I costi della difesa
«Parlo da militare e quello che un militare deve fare è essere pronto subito se c’è una minaccia. Questo è il compito della Nato. Essere pronti è costoso. Come ho già detto, l’Aeronautica americana oggi è la più piccola e la più vecchia nella sua storia. I B-52 hanno cominciato a volare nei primi anni Cinquanta. Probabilmente usciranno dal servizio quando avranno 100 anni. Ma anche la Marina è la più piccola. E l’esercito è molto ridimensionato. Gli Stati Uniti un tempo avevano più soldati in Europa di quelli che oggi hanno in tutto il mondo». Breedlove riconosce che questo è la conseguenza del «dividendo della pace» e della riduzione degli armamenti. «C’è stata una vacanza del procurement», l’attività di acquisto di nuovi aerei e armamenti.
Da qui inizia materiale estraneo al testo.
//! Background tasks module
//!
//! This module contains the periodic loops that run alongside the control
//! server: the one-second tick schedule and the battery watcher.

pub mod battery_watch;
pub mod tick_scheduler;

// Re-export main types
pub use battery_watch::battery_watch_task;
pub use tick_scheduler::{TickScheduler, TICK_INTERVAL};
//! HTTP endpoint handlers

use std::convert::Infallible;

use axum::{
    extract::{Path, State},
    http::StatusCode,
    response::sse::{Event, KeepAlive, Sse},
    response::Json,
};
use futures::stream::Stream;
use tokio::sync::mpsc;
use tracing::{error, info};

use super::responses::{ApiResponse, HealthResponse, StatusResponse};
use super::ServiceState;

/// Handle POST /timer/start - Start the timer
pub async fn start_handler(
    State(service): State<ServiceState>,
) -> Result<Json<ApiResponse>, StatusCode> {
    match service.controller.start().await {
        Ok(timer) => {
            info!("Start endpoint called - timer running");
            Ok(Json(ApiResponse::for_state("Timer started".to_string(), timer)))
        }
        Err(e) => {
            error!("Failed to start timer: {}", e);
            Err(StatusCode::INTERNAL_SERVER_ERROR)
        }
    }
}

/// Handle POST /timer/stop - Stop the timer, freezing the counter
pub async fn stop_handler(
    State(service): State<ServiceState>,
) -> Result<Json<ApiResponse>, StatusCode> {
    match service.controller.stop() {
        Ok(timer) => {
            info!("Stop endpoint called - timer idle");
            Ok(Json(ApiResponse::for_state("Timer stopped".to_string(), timer)))
        }
        Err(e) => {
            error!("Failed to stop timer: {}", e);
            Err(StatusCode::INTERNAL_SERVER_ERROR)
        }
    }
}

/// Handle POST /action/:action - Notification action trigger entry point.
///
/// Unrecognized actions are not errors; they leave the state alone and
/// republish the notification.
pub async fn action_handler(
    State(service): State<ServiceState>,
    Path(action): Path<String>,
) -> Result<Json<ApiResponse>, StatusCode> {
    match service.controller.dispatch(Some(&action)).await {
        Ok(timer) => {
            info!(action = %action, "Action dispatched");
            Ok(Json(ApiResponse::for_state(
                format!("Action {} handled", action),
                timer,
            )))
        }
        Err(e) => {
            error!("Failed to dispatch action {}: {}", action, e);
            Err(StatusCode::INTERNAL_SERVER_ERROR)
        }
    }
}

/// Handle GET /status - Return current timer and battery status
pub async fn status_handler(
    State(service): State<ServiceState>,
) -> Result<Json<StatusResponse>, StatusCode> {
    let timer = match service.controller.snapshot() {
        Ok(timer) => timer,
        Err(e) => {
            error!("Failed to read timer state: {}", e);
            return Err(StatusCode::INTERNAL_SERVER_ERROR);
        }
    };

    let (last_action, last_action_time) = service.controller.last_action();

    Ok(Json(StatusResponse {
        battery_percent: timer.battery_percent(),
        timer,
        uptime: service.controller.uptime(),
        port: service.port,
        host: service.host.clone(),
        last_action,
        last_action_time,
    }))
}

/// Handle GET /health - Health check endpoint
pub async fn health_handler() -> Json<HealthResponse> {
    Json(HealthResponse::ok())
}

/// Handle GET /ticks - Subscribe to the tick stream.
///
/// Connecting registers this client as the single tick listener, replacing
/// any previous one. A client that vanishes without `DELETE /ticks` leaves
/// a dead channel behind; ticks sent to it are quietly discarded.
pub async fn ticks_handler(
    State(service): State<ServiceState>,
) -> Sse<impl Stream<Item = Result<Event, Infallible>>> {
    let (tx, rx) = mpsc::unbounded_channel();
    service.controller.subscribe_tick(Box::new(move |elapsed| {
        let _ = tx.send(elapsed);
    }));
    info!("Tick stream client subscribed");

    let stream = futures::stream::unfold(rx, |mut rx| async move {
        let elapsed = rx.recv().await?;
        let event = Event::default().event("tick").data(elapsed.to_string());
        Some((Ok::<_, Infallible>(event), rx))
    });

    Sse::new(stream).keep_alive(KeepAlive::default())
}

/// Handle DELETE /ticks - Explicitly detach the tick listener
pub async fn unsubscribe_ticks_handler(
    State(service): State<ServiceState>,
) -> Result<Json<ApiResponse>, StatusCode> {
    service.controller.unsubscribe_tick();
    info!("Tick stream client unsubscribed");
    match service.controller.snapshot() {
        Ok(timer) => Ok(Json(ApiResponse::for_state(
            "Tick listener detached".to_string(),
            timer,
        ))),
        Err(e) => {
            error!("Failed to read timer state: {}", e);
            Err(StatusCode::INTERNAL_SERVER_ERROR)
        }
    }
}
La crescita della Cina, dai missili al 5G
Ma osserva che la Cina sta aumentando in maniera impressionante la spesa militare, come la Russia. «La Cina ha fatto progressi straordinari. I missili cinesi potrebbero colpire le portaerei americane. Per non parlare della tecnologia 5G, con la quale la Cina potrebbe sapere tutto sulla vita privata di ognuno di noi, dalle abitudini fino al conto in banca». E conclude che «c’è bisogno di una ricapitalizzazione del sistema militare» in tutti i paesi della Nato. In Europa gli analisti guardano agli Usa come al paese che ha il bilancio della difesa più generoso. Ma per Breedlove questo non è sufficiente.